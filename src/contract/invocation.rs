use serde::de::DeserializeOwned;
use serde::Serialize;
use std::marker::PhantomData;
use std::sync::Arc;
use std::time::Instant;
use tracing::{debug, info, warn};

use super::{extract_json_from_completion, render_template, OperationContract};
use crate::backend::{GenerationBackend, StructuredRequest};
use crate::error::{ContractStage, ContractViolation, InvocationResult};

/// One contract-bound call to the generation backend.
///
/// `I` is serialized and validated against the contract's input shape before
/// any call is made; the completion is validated against the output shape
/// before being deserialized into `O`. The backend is called exactly once per
/// [`invoke`](Self::invoke) and nothing is retried or coerced.
pub struct StructuredInvocation<I, O> {
    contract: Arc<OperationContract>,
    pipe: String,
    system_prompt: &'static str,
    template: &'static str,
    _types: PhantomData<fn(&I) -> O>,
}

impl<I, O> StructuredInvocation<I, O>
where
    I: Serialize,
    O: DeserializeOwned,
{
    /// Bind a contract to a pipe, a system prompt, and an input template.
    pub fn new(
        contract: OperationContract,
        pipe: impl Into<String>,
        system_prompt: &'static str,
        template: &'static str,
    ) -> Self {
        Self {
            contract: Arc::new(contract),
            pipe: pipe.into(),
            system_prompt,
            template,
            _types: PhantomData,
        }
    }

    /// The bound contract.
    pub fn contract(&self) -> &OperationContract {
        &self.contract
    }

    /// Operation name.
    pub fn name(&self) -> &'static str {
        self.contract.name
    }

    /// Validate `input`, render it, call the backend once, validate the result.
    pub async fn invoke(&self, backend: &dyn GenerationBackend, input: &I) -> InvocationResult<O> {
        let start = Instant::now();
        let operation = self.contract.name;

        let input_value = serde_json::to_value(input).map_err(|e| ContractViolation {
            operation: operation.to_string(),
            stage: ContractStage::Input,
            field: "$".to_string(),
            reason: format!("input is not serializable: {}", e),
        })?;

        self.contract.validate_input(&input_value)?;
        let instructions = render_template(operation, self.template, &input_value)?;

        debug!(
            operation = %operation,
            pipe = %self.pipe,
            instructions_len = instructions.len(),
            "Invoking structured operation"
        );

        let completion = backend
            .invoke_structured(StructuredRequest {
                operation: operation.to_string(),
                pipe: self.pipe.clone(),
                system_prompt: self.system_prompt.to_string(),
                instructions,
                output_schema: self.contract.output.to_json_schema(),
            })
            .await?;

        let output = self.parse_output(&completion).map_err(|violation| {
            warn!(
                operation = %operation,
                field = %violation.field,
                reason = %violation.reason,
                "Structured output rejected"
            );
            violation
        })?;

        info!(
            operation = %operation,
            latency_ms = start.elapsed().as_millis(),
            "Structured operation completed"
        );

        Ok(output)
    }

    fn parse_output(&self, completion: &str) -> Result<O, ContractViolation> {
        let operation = self.contract.name;
        let violation = |reason: String| ContractViolation {
            operation: operation.to_string(),
            stage: ContractStage::Output,
            field: "$".to_string(),
            reason,
        };

        let json_str = extract_json_from_completion(completion).map_err(violation)?;
        let value: serde_json::Value = serde_json::from_str(json_str)
            .map_err(|e| violation(format!("completion is not valid JSON: {}", e)))?;

        self.contract.validate_output(&value)?;

        serde_json::from_value(value)
            .map_err(|e| violation(format!("output does not match declared type: {}", e)))
    }
}

#[cfg(test)]
mod tests {
    use super::*;
    use crate::backend::{AssistantTurn, ConversationRequest};
    use crate::contract::{FieldKind, Shape};
    use crate::error::{InvocationError, LangbaseError, LangbaseResult};
    use async_trait::async_trait;
    use serde::Deserialize;
    use std::sync::Mutex;

    #[derive(Serialize)]
    struct EchoInput {
        topic: String,
    }

    #[derive(Debug, Deserialize, PartialEq)]
    struct EchoOutput {
        answer: String,
    }

    struct ScriptedBackend {
        completion: Result<String, u16>,
        requests: Mutex<Vec<StructuredRequest>>,
    }

    impl ScriptedBackend {
        fn replying(completion: &str) -> Self {
            Self {
                completion: Ok(completion.to_string()),
                requests: Mutex::new(Vec::new()),
            }
        }

        fn failing(status: u16) -> Self {
            Self {
                completion: Err(status),
                requests: Mutex::new(Vec::new()),
            }
        }

        fn calls(&self) -> usize {
            self.requests.lock().unwrap().len()
        }
    }

    #[async_trait]
    impl GenerationBackend for ScriptedBackend {
        async fn invoke_structured(&self, request: StructuredRequest) -> LangbaseResult<String> {
            self.requests.lock().unwrap().push(request);
            match &self.completion {
                Ok(text) => Ok(text.clone()),
                Err(status) => Err(LangbaseError::Api {
                    status: *status,
                    message: "boom".to_string(),
                }),
            }
        }

        async fn invoke_conversational(
            &self,
            _request: ConversationRequest,
        ) -> LangbaseResult<AssistantTurn> {
            unreachable!("structured tests never converse")
        }
    }

    fn echo() -> StructuredInvocation<EchoInput, EchoOutput> {
        let contract = OperationContract::new(
            "echo",
            Shape::new().required("topic", "Topic", FieldKind::Text { min_len: 5 }),
            Shape::new().required("answer", "Answer", FieldKind::Text { min_len: 1 }),
        );
        StructuredInvocation::new(contract, "echo-pipe", "You echo.", "Topic: {{topic}}")
    }

    fn input(topic: &str) -> EchoInput {
        EchoInput {
            topic: topic.to_string(),
        }
    }

    #[tokio::test]
    async fn test_invoke_success_renders_template_and_schema() {
        let backend = ScriptedBackend::replying(r#"{"answer": "pricing"}"#);
        let output = echo().invoke(&backend, &input("pricing strategy")).await.unwrap();
        assert_eq!(output.answer, "pricing");

        let requests = backend.requests.lock().unwrap();
        assert_eq!(requests.len(), 1);
        assert_eq!(requests[0].operation, "echo");
        assert_eq!(requests[0].pipe, "echo-pipe");
        assert_eq!(requests[0].instructions, "Topic: pricing strategy");
        assert_eq!(requests[0].output_schema["required"][0], "answer");
    }

    #[tokio::test]
    async fn test_invalid_input_never_calls_backend() {
        let backend = ScriptedBackend::replying(r#"{"answer": "x"}"#);
        let err = echo().invoke(&backend, &input("abc")).await.unwrap_err();
        match err {
            InvocationError::Contract(v) => {
                assert_eq!(v.stage, ContractStage::Input);
                assert_eq!(v.field, "topic");
            }
            other => panic!("unexpected error: {other:?}"),
        }
        assert_eq!(backend.calls(), 0);
    }

    #[tokio::test]
    async fn test_output_violation() {
        let backend = ScriptedBackend::replying(r#"{"answer": ""}"#);
        let err = echo().invoke(&backend, &input("pricing")).await.unwrap_err();
        match err {
            InvocationError::Contract(v) => {
                assert_eq!(v.stage, ContractStage::Output);
                assert_eq!(v.field, "answer");
            }
            other => panic!("unexpected error: {other:?}"),
        }
        assert_eq!(backend.calls(), 1);
    }

    #[tokio::test]
    async fn test_non_json_completion_is_output_violation() {
        let backend = ScriptedBackend::replying("Sure! Here are my thoughts.");
        let err = echo().invoke(&backend, &input("pricing")).await.unwrap_err();
        assert!(matches!(
            err,
            InvocationError::Contract(ContractViolation {
                stage: ContractStage::Output,
                ..
            })
        ));
    }

    #[tokio::test]
    async fn test_fenced_json_is_accepted() {
        let backend = ScriptedBackend::replying("```json\n{\"answer\": \"ok\"}\n```");
        let output = echo().invoke(&backend, &input("pricing")).await.unwrap();
        assert_eq!(output.answer, "ok");
    }

    #[tokio::test]
    async fn test_backend_failure_is_not_retried() {
        let backend = ScriptedBackend::failing(503);
        let err = echo().invoke(&backend, &input("pricing")).await.unwrap_err();
        assert!(matches!(err, InvocationError::Backend(_)));
        assert_eq!(backend.calls(), 1);
    }
}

^^^^^^^^

**What is being asked:** Word for word, write out every record in the listing.

**Task result:**
filename src/contract/invocation.rs
use serde::de::DeserializeOwned;
use serde::Serialize;
use std::marker::PhantomData;
use std::sync::Arc;
use std::time::Instant;
use tracing::{debug, info, warn};

use super::{extract_json_from_completion, render_template, OperationContract};
use crate::backend::{GenerationBackend, StructuredRequest};
use crate::error::{ContractStage, ContractViolation, InvocationResult};

/// One contract-bound call to the generation backend.
///
/// `I` is serialized and validated against the contract's input shape before
/// any call is made; the completion is validated against the output shape
/// before being deserialized into `O`. The backend is called exactly once per
/// [`invoke`](Self::invoke) and nothing is retried or coerced.
pub struct StructuredInvocation<I, O> {
    contract: Arc<OperationContract>,
    pipe: String,
    system_prompt: &'static str,
    template: &'static str,
    _types: PhantomData<fn(&I) -> O>,
}

impl<I, O> StructuredInvocation<I, O>
where
    I: Serialize,
    O: DeserializeOwned,
{
    /// Bind a contract to a pipe, a system prompt, and an input template.
    pub fn new(
        contract: OperationContract,
        pipe: impl Into<String>,
        system_prompt: &'static str,
        template: &'static str,
    ) -> Self {
        Self {
            contract: Arc::new(contract),
            pipe: pipe.into(),
            system_prompt,
            template,
            _types: PhantomData,
        }
    }

    /// The bound contract.
    pub fn contract(&self) -> &OperationContract {
        &self.contract
    }

    /// Operation name.
    pub fn name(&self) -> &'static str {
        self.contract.name
    }

    /// Validate `input`, render it, call the backend once, validate the result.
    pub async fn invoke(&self, backend: &dyn GenerationBackend, input: &I) -> InvocationResult<O> {
        let start = Instant::now();
        let operation = self.contract.name;

        let input_value = serde_json::to_value(input).map_err(|e| ContractViolation {
            operation: operation.to_string(),
            stage: ContractStage::Input,
            field: "$".to_string(),
            reason: format!("input is not serializable: {}", e),
        })?;

        self.contract.validate_input(&input_value)?;
        let instructions = render_template(operation, self.template, &input_value)?;

        debug!(
            operation = %operation,
            pipe = %self.pipe,
            instructions_len = instructions.len(),
            "Invoking structured operation"
        );

        let completion = backend
            .invoke_structured(StructuredRequest {
                operation: operation.to_string(),
                pipe: self.pipe.clone(),
                system_prompt: self.system_prompt.to_string(),
                instructions,
                output_schema: self.contract.output.to_json_schema(),
            })
            .await?;

        let output = self.parse_output(&completion).map_err(|violation| {
            warn!(
                operation = %operation,
                field = %violation.field,
                reason = %violation.reason,
                "Structured output rejected"
            );
            violation
        })?;

        info!(
            operation = %operation,
            latency_ms = start.elapsed().as_millis(),
            "Structured operation completed"
        );

        Ok(output)
    }

    fn parse_output(&self, completion: &str) -> Result<O, ContractViolation> {
        let operation = self.contract.name;
        let violation = |reason: String| ContractViolation {
            operation: operation.to_string(),
            stage: ContractStage::Output,
            field: "$".to_string(),
            reason,
        };

        let json_str = extract_json_from_completion(completion).map_err(violation)?;
        let value: serde_json::Value = serde_json::from_str(json_str)
            .map_err(|e| violation(format!("completion is not valid JSON: {}", e)))?;

        self.contract.validate_output(&value)?;

        serde_json::from_value(value)
            .map_err(|e| violation(format!("output does not match declared type: {}", e)))
    }
}

#[cfg(test)]
mod tests {
    use super::*;
    use crate::backend::{AssistantTurn, ConversationRequest};
    use crate::contract::{FieldKind, Shape};
    use crate::error::{InvocationError, LangbaseError, LangbaseResult};
    use async_trait::async_trait;
    use serde::Deserialize;
    use std::sync::Mutex;

    #[derive(Serialize)]
    struct EchoInput {
        topic: String,
    }

    #[derive(Debug, Deserialize, PartialEq)]
    struct EchoOutput {
        answer: String,
    }

    struct ScriptedBackend {
        completion: Result<String, u16>,
        requests: Mutex<Vec<StructuredRequest>>,
    }

    impl ScriptedBackend {
        fn replying(completion: &str) -> Self {
            Self {
                completion: Ok(completion.to_string()),
                requests: Mutex::new(Vec::new()),
            }
        }

        fn failing(status: u16) -> Self {
            Self {
                completion: Err(status),
                requests: Mutex::new(Vec::new()),
            }
        }

        fn calls(&self) -> usize {
            self.requests.lock().unwrap().len()
        }
    }

    #[async_trait]
    impl GenerationBackend for ScriptedBackend {
        async fn invoke_structured(&self, request: StructuredRequest) -> LangbaseResult<String> {
            self.requests.lock().unwrap().push(request);
            match &self.completion {
                Ok(text) => Ok(text.clone()),
                Err(status) => Err(LangbaseError::Api {
                    status: *status,
                    message: "boom".to_string(),
                }),
            }
        }

        async fn invoke_conversational(
            &self,
            _request: ConversationRequest,
        ) -> LangbaseResult<AssistantTurn> {
            unreachable!("structured tests never converse")
        }
    }

    fn echo() -> StructuredInvocation<EchoInput, EchoOutput> {
        let contract = OperationContract::new(
            "echo",
            Shape::new().required("topic", "Topic", FieldKind::Text { min_len: 5 }),
            Shape::new().required("answer", "Answer", FieldKind::Text { min_len: 1 }),
        );
        StructuredInvocation::new(contract, "echo-pipe", "You echo.", "Topic: {{topic}}")
    }

    fn input(topic: &str) -> EchoInput {
        EchoInput {
            topic: topic.to_string(),
        }
    }

    #[tokio::test]
    async fn test_invoke_success_renders_template_and_schema() {
        let backend = ScriptedBackend::replying(r#"{"answer": "pricing"}"#);
        let output = echo().invoke(&backend, &input("pricing strategy")).await.unwrap();
        assert_eq!(output.answer, "pricing");

        let requests = backend.requests.lock().unwrap();
        assert_eq!(requests.len(), 1);
        assert_eq!(requests[0].operation, "echo");
        assert_eq!(requests[0].pipe, "echo-pipe");
        assert_eq!(requests[0].instructions, "Topic: pricing strategy");
        assert_eq!(requests[0].output_schema["required"][0], "answer");
    }

    #[tokio::test]
    async fn test_invalid_input_never_calls_backend() {
        let backend = ScriptedBackend::replying(r#"{"answer": "x"}"#);
        let err = echo().invoke(&backend, &input("abc")).await.unwrap_err();
        match err {
            InvocationError::Contract(v) => {
                assert_eq!(v.stage, ContractStage::Input);
                assert_eq!(v.field, "topic");
            }
            other => panic!("unexpected error: {other:?}"),
        }
        assert_eq!(backend.calls(), 0);
    }

    #[tokio::test]
    async fn test_output_violation() {
        let backend = ScriptedBackend::replying(r#"{"answer": ""}"#);
        let err = echo().invoke(&backend, &input("pricing")).await.unwrap_err();
        match err {
            InvocationError::Contract(v) => {
                assert_eq!(v.stage, ContractStage::Output);
                assert_eq!(v.field, "answer");
            }
            other => panic!("unexpected error: {other:?}"),
        }
        assert_eq!(backend.calls(), 1);
    }

    #[tokio::test]
    async fn test_non_json_completion_is_output_violation() {
        let backend = ScriptedBackend::replying("Sure! Here are my thoughts.");
        let err = echo().invoke(&backend, &input("pricing")).await.unwrap_err();
        assert!(matches!(
            err,
            InvocationError::Contract(ContractViolation {
                stage: ContractStage::Output,
                ..
            })
        ));
    }

    #[tokio::test]
    async fn test_fenced_json_is_accepted() {
        let backend = ScriptedBackend::replying("```json\n{\"answer\": \"ok\"}\n```");
        let output = echo().invoke(&backend, &input("pricing")).await.unwrap();
        assert_eq!(output.answer, "ok");
    }

    #[tokio::test]
    async fn test_backend_failure_is_not_retried() {
        let backend = ScriptedBackend::failing(503);
        let err = echo().invoke(&backend, &input("pricing")).await.unwrap_err();
        assert!(matches!(err, InvocationError::Backend(_)));
        assert_eq!(backend.calls(), 1);
    }
}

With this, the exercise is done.